What is your name?

Carla Smith

Where were you born?

I was born in Raleigh, North Carolina.  We moved to Greenbelt, Maryland when I was quite young and that is where I grew up.

Where do you live now?

Independence, Minnesota

What do you do?

Since retiring from my career as a corporate lawyer, I have served on several non-profit and cooperative boards.  I spend much of my time managing my country property, including planting and maintaining extensive gardens and taking care of my dogs, currently 5 Alaskan Huskies (working sled dogs) and 3 Lab/Golden Retrievers.  I also host a series of monthly house concerts to support the performance of live music and independent singer/songwriters.

What is your role on the IEA Board?

My first job will be taking over from Belinda Gore as the Board’s US Chapter liaison.  I have been on the Board of the Minnesota Chapter for three years now.  We have a very active chapter and a wonderful group of members!  I am excited to get to work with other chapters around the country, both existing and newly forming.

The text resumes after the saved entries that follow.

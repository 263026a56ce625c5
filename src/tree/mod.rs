// src/tree/mod.rs

use ahash::AHashMap;
use smallvec::SmallVec;

pub mod compat;
pub mod distances;
pub mod newick;

pub use compat::compatible;
pub use distances::{node_distance_matrix, node_root_direction_matrix};
pub use newick::parse_newick;

#[derive(Debug, Clone, PartialEq)]
pub struct Node {
    pub name: String,
    /// Edge towards the root; `None` only for the root.
    pub parent_edge: Option<usize>,
    pub child_edges: SmallVec<[usize; 4]>,
}

#[derive(Debug, Clone, PartialEq)]
pub struct Edge {
    /// Root-side end.
    pub primary: usize,
    /// Away-from-root end.
    pub secondary: usize,
    pub branch_length: f64,
    pub edge_num: i64,
}

/// Rooted tree with nodes stored in preorder (root = node 0).
///
/// Edge `e` always leads to node `e + 1`, so the subtree of a node `i` is the
/// contiguous node range `i..i + subtree_size(i)`.
#[derive(Debug, Clone, PartialEq)]
pub struct Tree {
    nodes: Vec<Node>,
    edges: Vec<Edge>,
    subtree_sizes: Vec<usize>,
    edge_nums: AHashMap<i64, usize>,
}

impl Tree {
    pub(crate) fn from_parts(nodes: Vec<Node>, edges: Vec<Edge>) -> Self {
        let mut subtree_sizes = vec![1usize; nodes.len()];
        for e in edges.iter().rev() {
            subtree_sizes[e.primary] += subtree_sizes[e.secondary];
        }
        let edge_nums = edges
            .iter()
            .enumerate()
            .map(|(idx, e)| (e.edge_num, idx))
            .collect();
        Tree {
            nodes,
            edges,
            subtree_sizes,
            edge_nums,
        }
    }

    #[inline]
    pub fn node_count(&self) -> usize {
        self.nodes.len()
    }

    #[inline]
    pub fn edge_count(&self) -> usize {
        self.edges.len()
    }

    pub fn nodes(&self) -> &[Node] {
        &self.nodes
    }

    pub fn edges(&self) -> &[Edge] {
        &self.edges
    }

    #[inline]
    pub fn node(&self, idx: usize) -> &Node {
        &self.nodes[idx]
    }

    #[inline]
    pub fn edge(&self, idx: usize) -> &Edge {
        &self.edges[idx]
    }

    #[inline]
    pub fn is_leaf(&self, node: usize) -> bool {
        self.nodes[node].child_edges.is_empty()
    }

    #[inline]
    pub fn subtree_size(&self, node: usize) -> usize {
        self.subtree_sizes[node]
    }

    /// True iff `other` lies strictly below `node`.
    #[inline]
    pub fn in_subtree(&self, node: usize, other: usize) -> bool {
        other > node && other < node + self.subtree_sizes[node]
    }

    pub fn edge_index_of(&self, edge_num: i64) -> Option<usize> {
        self.edge_nums.get(&edge_num).copied()
    }
}
//! Parallel per-file aggregation with a lazily shared reference state.
//!
//! Every input file goes through the same steps on a worker thread: load,
//! obtain the reference state (the first worker to arrive computes it), check
//! the sample against it, transform, and merge into a shared accumulator.
//! Reduction runs only after all workers have joined.

pub mod accumulator;
pub mod driver;
pub mod reduce;
pub mod reference;
pub mod types;

pub use accumulator::{Accumulator, IndexedSlots, RunningSum};
pub use driver::{aggregate, aggregate_required, run_in_pool};
pub use reduce::{normalize_in_place, pairwise_matrix};
pub use reference::ReferenceCell;
pub use types::{AggregateOptions, Aggregation, NoProgress, Pipeline, Progress};
use log::{debug, info};
use rayon::prelude::*;
use std::path::{Path, PathBuf};
use std::sync::atomic::{AtomicBool, AtomicUsize, Ordering};
use std::sync::{Mutex, PoisonError};
use std::time::Instant;

use super::accumulator::Accumulator;
use super::reference::ReferenceCell;
use super::types::{AggregateOptions, Aggregation, Pipeline, Progress};
use crate::error::{AggregateError, AggregateResult};
use crate::runtime;

/// Keeps the first error any worker reports and tells the others to stop.
#[derive(Default)]
struct FirstFailure {
    raised: AtomicBool,
    first: Mutex<Option<AggregateError>>,
}

impl FirstFailure {
    #[inline]
    fn is_raised(&self) -> bool {
        self.raised.load(Ordering::Acquire)
    }

    fn record(&self, err: AggregateError) {
        let mut slot = self.first.lock().unwrap_or_else(PoisonError::into_inner);
        if slot.is_none() {
            *slot = Some(err);
        } else {
            debug!("[aggregate] dropping follow-up error: {err}");
        }
        self.raised.store(true, Ordering::Release);
    }

    fn into_inner(self) -> Option<AggregateError> {
        self.first.into_inner().unwrap_or_else(PoisonError::into_inner)
    }
}

/// Load -> reference (first arrival only) -> validate -> transform -> merge, for one file.
fn process_file<P, A>(
    index: usize,
    path: &Path,
    pipeline: &P,
    reference: &ReferenceCell<P::Reference>,
    accumulator: &A,
    failure: &FirstFailure,
) -> AggregateResult<bool>
where
    P: Pipeline,
    A: Accumulator<P::Output>,
{
    let sample = pipeline.load(path).map_err(|source| AggregateError::Load {
        path: path.to_path_buf(),
        source,
    })?;
    // loading is the slow part; re-check before doing anything shared
    if failure.is_raised() {
        return Ok(false);
    }

    let state = reference.get_or_compute(|| {
        let t0 = Instant::now();
        let state = pipeline.reference(&sample);
        debug!(
            "[reference] derived from {} in {:.3}s",
            path.display(),
            t0.elapsed().as_secs_f64()
        );
        state
    });

    let incompatible = |reason| AggregateError::Incompatible {
        path: path.to_path_buf(),
        reason,
    };
    pipeline
        .check_compatible(&sample, state)
        .map_err(incompatible)?;
    let output = pipeline.transform(&sample, state);
    accumulator.merge(index, output).map_err(incompatible)?;
    Ok(true)
}

/// Runs `pipeline` over every path and merges the results into `accumulator`.
///
/// Files are handed out one at a time to whichever worker is free. Returns
/// once all workers have joined; on failure the first error is returned and
/// the accumulator is dropped. No inputs yields the untouched accumulator and
/// no reference.
pub fn aggregate<P, A>(
    paths: &[PathBuf],
    pipeline: &P,
    accumulator: A,
    options: &AggregateOptions,
    progress: &dyn Progress,
) -> AggregateResult<Aggregation<A, P::Reference>>
where
    P: Pipeline,
    A: Accumulator<P::Output>,
{
    let total = paths.len();
    if total == 0 {
        debug!("[aggregate] no inputs");
        return Ok(Aggregation {
            accumulator,
            reference: None,
        });
    }

    let reference = ReferenceCell::new();
    let failure = FirstFailure::default();
    let done = AtomicUsize::new(0);
    let t0 = Instant::now();

    let run = || {
        info!(
            "[aggregate] {} files on {} workers",
            total,
            rayon::current_num_threads()
        );
        (0..total)
            .into_par_iter()
            .with_max_len(1)
            .for_each(|index| {
                if failure.is_raised() {
                    return;
                }
                let path = &paths[index];
                match process_file(index, path, pipeline, &reference, &accumulator, &failure) {
                    Ok(true) => {
                        let n = done.fetch_add(1, Ordering::Relaxed) + 1;
                        progress.file_done(n, total, path);
                    }
                    Ok(false) => {}
                    Err(err) => failure.record(err),
                }
            });
    };
    run_in_pool(options, run)?;

    if let Some(err) = failure.into_inner() {
        return Err(err);
    }
    info!(
        "[aggregate] {} files done in {:.3}s",
        done.load(Ordering::Relaxed),
        t0.elapsed().as_secs_f64()
    );
    Ok(Aggregation {
        accumulator,
        reference: reference.into_inner(),
    })
}

/// Runs `op` on a dedicated pool of `options.threads` workers, or on the
/// global pool when no count is given.
///
/// Any rayon work `op` spawns stays on that pool.
pub fn run_in_pool<R, OP>(options: &AggregateOptions, op: OP) -> AggregateResult<R>
where
    OP: FnOnce() -> R + Send,
    R: Send,
{
    match options.threads {
        Some(threads) => Ok(runtime::build_pool(threads)?.install(op)),
        None => Ok(op()),
    }
}

/// [`aggregate`] for callers that need at least `required` inputs.
///
/// Too few inputs (and always zero) fail with `EmptyInput` before any worker
/// is started.
pub fn aggregate_required<P, A>(
    required: usize,
    paths: &[PathBuf],
    pipeline: &P,
    accumulator: A,
    options: &AggregateOptions,
    progress: &dyn Progress,
) -> AggregateResult<Aggregation<A, P::Reference>>
where
    P: Pipeline,
    A: Accumulator<P::Output>,
{
    let required = required.max(1);
    if paths.len() < required {
        return Err(AggregateError::EmptyInput { required });
    }
    aggregate(paths, pipeline, accumulator, options, progress)
}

Why are you involved with the IEA Board?

I have been an IEA member for a number of years and have benefitted from attending the conferences and reading various IEA’s publications.  I am eager to use my skills and experiences to help the IEA and Enneagram community continue to grow and evolve.

What was your first experience of the Enneagram?

One of my work colleagues who had trained in the Narrative Tradition introduced me to the Enneagram in the late 1990s.  I read a number of books and studied on my own for about ten years after that before pursuing more formal training.

Tell us a little about who you have trained with.

My first significant trainings were with the Enneagram Institute. I have since done several trainings in the Narrative Tradition and in 2012 received a Full Circle Enneagram Training Certification from Anne Mureé.  I have also attended multi-day workshops and trainings with Russ Hudson, Tom Condon, Bea Chesnut, Helen Palmer, Jessica Dibb, Michael Goldberg, David Daniels, Andrea Isaacs, Peter O’Hanrahan and others.

What is your most useful/interesting/amusing/compelling use of the Enneagram?

I have found it incredibly helpful in learning to understand myself and others.  It took me a long time to discover my type and once I did, some of the themes that tied together the paradoxes made a lot more sense.  One of the most compelling uses I’ve found is with my children.  I have three daughters who are very close in age (twins and a single).  Although they are all now young adults living independently, when they were teenagers and living at home I had a couple of local Enneagram teachers come to the house to teach a half-day session.  The girls really got into it!  It has given us a common language to use and a way to understand that “not everyone else’s brain works just like mine.”  I have had the great pleasure of having one of my daughters attend an intensive training with me and the other two sit on a panel for one of our local chapter meetings.

What do the words “Engagement,” “Education‚” and “Excellence‚” mean to you?

Engagement means connecting with others in an energized and intentional way.  Education is about continuing to learn about the Enneagram and all of its richness, its depth and subtleties, its history, layers and myriad applications and uses.  Excellence means continuing to support and encourage a high bar ethically, intellectually and experientially.

How do you see the future of the Enneagram?

The world is in such a state of crisis and upheaval these days.  I see the Enneagram as a wonderful tool that can be used inter-personally, organizationally and across cultures to bring understanding, language and process to help bridge the divides.  There is a growing hunger for psychological, spiritual, cultural and political transformation.  Wider understanding and use of the Enneagram could be very helpful at all levels!